If you provide any feedback, suggestions, ideas, or recommendations regarding the Service ("Feedback"), you hereby grant FiberMS an unrestricted, irrevocable, perpetual, royalty-free license to use, modify, and incorporate such Feedback into the Service without obligation or compensation to you.

11. Confidentiality

11.1 Confidential Information

"Confidential Information" means any non-public information disclosed by either party to the other that is designated as confidential or that a reasonable person would understand to be confidential, including Customer Data, business plans, pricing, technical specifications, and proprietary methodologies.

11.2 Obligations

Each party agrees to: (a) protect the other party's Confidential Information using at least the same degree of care it uses to protect its own confidential information, but no less than reasonable care; (b) not disclose Confidential Information to any third party except as authorized in this Agreement; and (c) use Confidential Information only for the purposes of this Agreement.

11.3 Exceptions

Confidentiality obligations do not apply to information that: (a) is or becomes publicly available without breach of this Agreement; (b) was known to the receiving party prior to disclosure; (c) is independently developed without use of Confidential Information; or (d) is required to be disclosed by law or court order, provided the disclosing party is given reasonable advance notice when legally permitted.

12. Warranty Disclaimer

THE SERVICE IS PROVIDED "AS IS" AND "AS AVAILABLE" WITHOUT WARRANTIES OF ANY KIND, WHETHER EXPRESS, IMPLIED, STATUTORY, OR OTHERWISE. FIBERMS SPECIFICALLY DISCLAIMS ALL IMPLIED WARRANTIES OF MERCHANTABILITY, FITNESS FOR A PARTICULAR PURPOSE, TITLE, AND NON-INFRINGEMENT. FIBERMS DOES NOT WARRANT THAT THE SERVICE WILL BE UNINTERRUPTED, ERROR-FREE, SECURE, OR FREE OF VIRUSES OR OTHER HARMFUL COMPONENTS.

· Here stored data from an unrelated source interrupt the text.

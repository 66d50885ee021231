//! Error types for row generation and header intuition.

use thiserror::Error;

/// Result type for row generation operations
pub type Result<T> = std::result::Result<T, RowGenError>;

/// Boxed error returned by a failing header mangler
pub type BoxError = Box<dyn std::error::Error + Send + Sync + 'static>;

/// Errors that can occur while reading, positioning or intuiting rows
#[derive(Debug, Error)]
pub enum RowGenError {
    /// File not found
    #[error("File not found: {0}")]
    FileNotFound(String),

    /// Failed to open workbook
    #[error("Failed to open workbook: {0}")]
    WorkbookOpen(String),

    /// Sheet (segment) not found in workbook
    #[error("Sheet not found: {0}")]
    SheetNotFound(String),

    /// The delimited dialect could not be determined from the sample
    #[error("Could not determine delimiter: {0}")]
    Dialect(String),

    /// Unknown text encoding label
    #[error("Unknown encoding: {0}")]
    UnknownEncoding(String),

    /// Header/data ranges contradict each other
    #[error("Invalid row spec: {0}")]
    InvalidSpec(String),

    /// The intuiter sampled no rows at all
    #[error("Cannot intuit row spec from an empty source")]
    EmptySample,

    /// A row source produced rows without advancing its line counter
    #[error("Row source did not advance its line number after {0} rows")]
    Stalled(usize),

    /// The configured header mangler failed
    #[error("Header mangler failed: {0}")]
    Mangler(#[source] BoxError),

    /// Settings could not be parsed
    #[error("Invalid settings: {0}")]
    Settings(#[from] toml::de::Error),

    /// IO error
    #[error("IO error: {0}")]
    Io(#[from] std::io::Error),

    /// CSV reader error
    #[error("CSV error: {0}")]
    Csv(#[from] csv::Error),

    /// Calamine error
    #[error("Excel error: {0}")]
    Calamine(String),
}

impl From<calamine::Error> for RowGenError {
    fn from(err: calamine::Error) -> Self {
        RowGenError::Calamine(err.to_string())
    }
}

impl From<calamine::XlsxError> for RowGenError {
    fn from(err: calamine::XlsxError) -> Self {
        RowGenError::Calamine(err.to_string())
    }
}

impl From<calamine::XlsError> for RowGenError {
    fn from(err: calamine::XlsError) -> Self {
        RowGenError::Calamine(err.to_string())
    }
}
//! Raw row sources.
//!
//! This module contains adapters for the tabular resources a row generator
//! can read from: delimited text, spreadsheets, fixed-width text and
//! in-memory generator functions.

pub mod delimited;
pub mod fixed_width;
pub mod generator;
pub mod spreadsheet;

pub use delimited::{DelimitedOptions, DelimitedSource};
pub use fixed_width::FixedWidthSource;
pub use generator::GeneratorSource;
pub use spreadsheet::{DateEpoch, SpreadsheetOptions, SpreadsheetSource};

use crate::cell::{Cell, Row};
use crate::error::Result;

/// A lazy, restartable, line-numbered sequence of raw rows
///
/// Implementations must advance [`line_number`](RowSource::line_number) by
/// exactly one for every row produced, in source order, starting at 0 for
/// the first row. Header positioning depends on this.
pub trait RowSource {
    /// Rewind to the first row and set the line number back to 0
    fn reset(&mut self) -> Result<()>;

    /// Produce the next raw row, or `None` at end of input
    fn next_row(&mut self) -> Result<Option<Row>>;

    /// Zero-based line number of the most recently produced row
    fn line_number(&self) -> usize;

    /// Per-cell transform applied while producing rows
    fn decode(&self, cell: Cell) -> Cell {
        cell
    }

    /// Short description of the backing resource, for diagnostics
    fn describe(&self) -> String {
        String::from("rows")
    }
}

impl<S: RowSource + ?Sized> RowSource for Box<S> {
    fn reset(&mut self) -> Result<()> {
        (**self).reset()
    }

    fn next_row(&mut self) -> Result<Option<Row>> {
        (**self).next_row()
    }

    fn line_number(&self) -> usize {
        (**self).line_number()
    }

    fn decode(&self, cell: Cell) -> Cell {
        (**self).decode(cell)
    }

    fn describe(&self) -> String {
        (**self).describe()
    }
}

/// Line counter shared by the adapters
///
/// Reads 0 before the first row and after a reset, then the index of the
/// row most recently produced.
#[derive(Debug, Default, Clone, Copy)]
pub(crate) struct LineCounter {
    produced: usize,
}

impl LineCounter {
    pub(crate) fn reset(&mut self) {
        self.produced = 0;
    }

    pub(crate) fn advance(&mut self) {
        self.produced += 1;
    }

    pub(crate) fn line_number(&self) -> usize {
        self.produced.saturating_sub(1)
    }
}

#[cfg(test)]
mod tests {
    use super::*;

    #[test]
    fn test_line_counter() {
        let mut counter = LineCounter::default();
        assert_eq!(counter.line_number(), 0);
        counter.advance();
        assert_eq!(counter.line_number(), 0);
        counter.advance();
        counter.advance();
        assert_eq!(counter.line_number(), 2);
        counter.reset();
        assert_eq!(counter.line_number(), 0);
    }
}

FiberMS does not warrant that commission calculations, reports, or other outputs generated by the Service will be accurate, complete, or suitable for any particular purpose. Customer is solely responsible for verifying all outputs before relying on them for business decisions, payroll processing, or financial reporting.

13. Limitation of Liability

13.1 Exclusion of Consequential Damages

TO THE MAXIMUM EXTENT PERMITTED BY LAW, IN NO EVENT SHALL FIBERMS BE LIABLE FOR ANY INDIRECT, INCIDENTAL, SPECIAL, CONSEQUENTIAL, OR PUNITIVE DAMAGES, INCLUDING BUT NOT LIMITED TO LOSS OF PROFITS, REVENUE, DATA, OR BUSINESS OPPORTUNITIES, ARISING OUT OF OR RELATED TO THIS AGREEMENT, WHETHER BASED ON WARRANTY, CONTRACT, TORT (INCLUDING NEGLIGENCE), STRICT LIABILITY, OR ANY OTHER LEGAL THEORY, EVEN IF FIBERMS HAS BEEN ADVISED OF THE POSSIBILITY OF SUCH DAMAGES.

13.2 Cap on Liability

FIBERMS'S TOTAL AGGREGATE LIABILITY ARISING OUT OF OR RELATED TO THIS AGREEMENT SHALL NOT EXCEED THE TOTAL FEES PAID BY CUSTOMER TO FIBERMS DURING THE TWELVE (12) MONTHS IMMEDIATELY PRECEDING THE EVENT GIVING RISE TO THE CLAIM.

13.3 Basis of the Bargain

The limitations of liability in this Section 13 reflect the allocation of risk between the parties and are an essential element of the basis of the bargain between the parties. FiberMS would not be able to provide the Service on an economically reasonable basis without these limitations.

14. Indemnification

14.1 FiberMS Indemnification

FiberMS will defend, indemnify, and hold Customer harmless from and against any third-party claim that the Service, as provided by FiberMS, infringes any valid U.S. patent, copyright, or trademark, provided Customer promptly notifies FiberMS of the claim and cooperates in the defense.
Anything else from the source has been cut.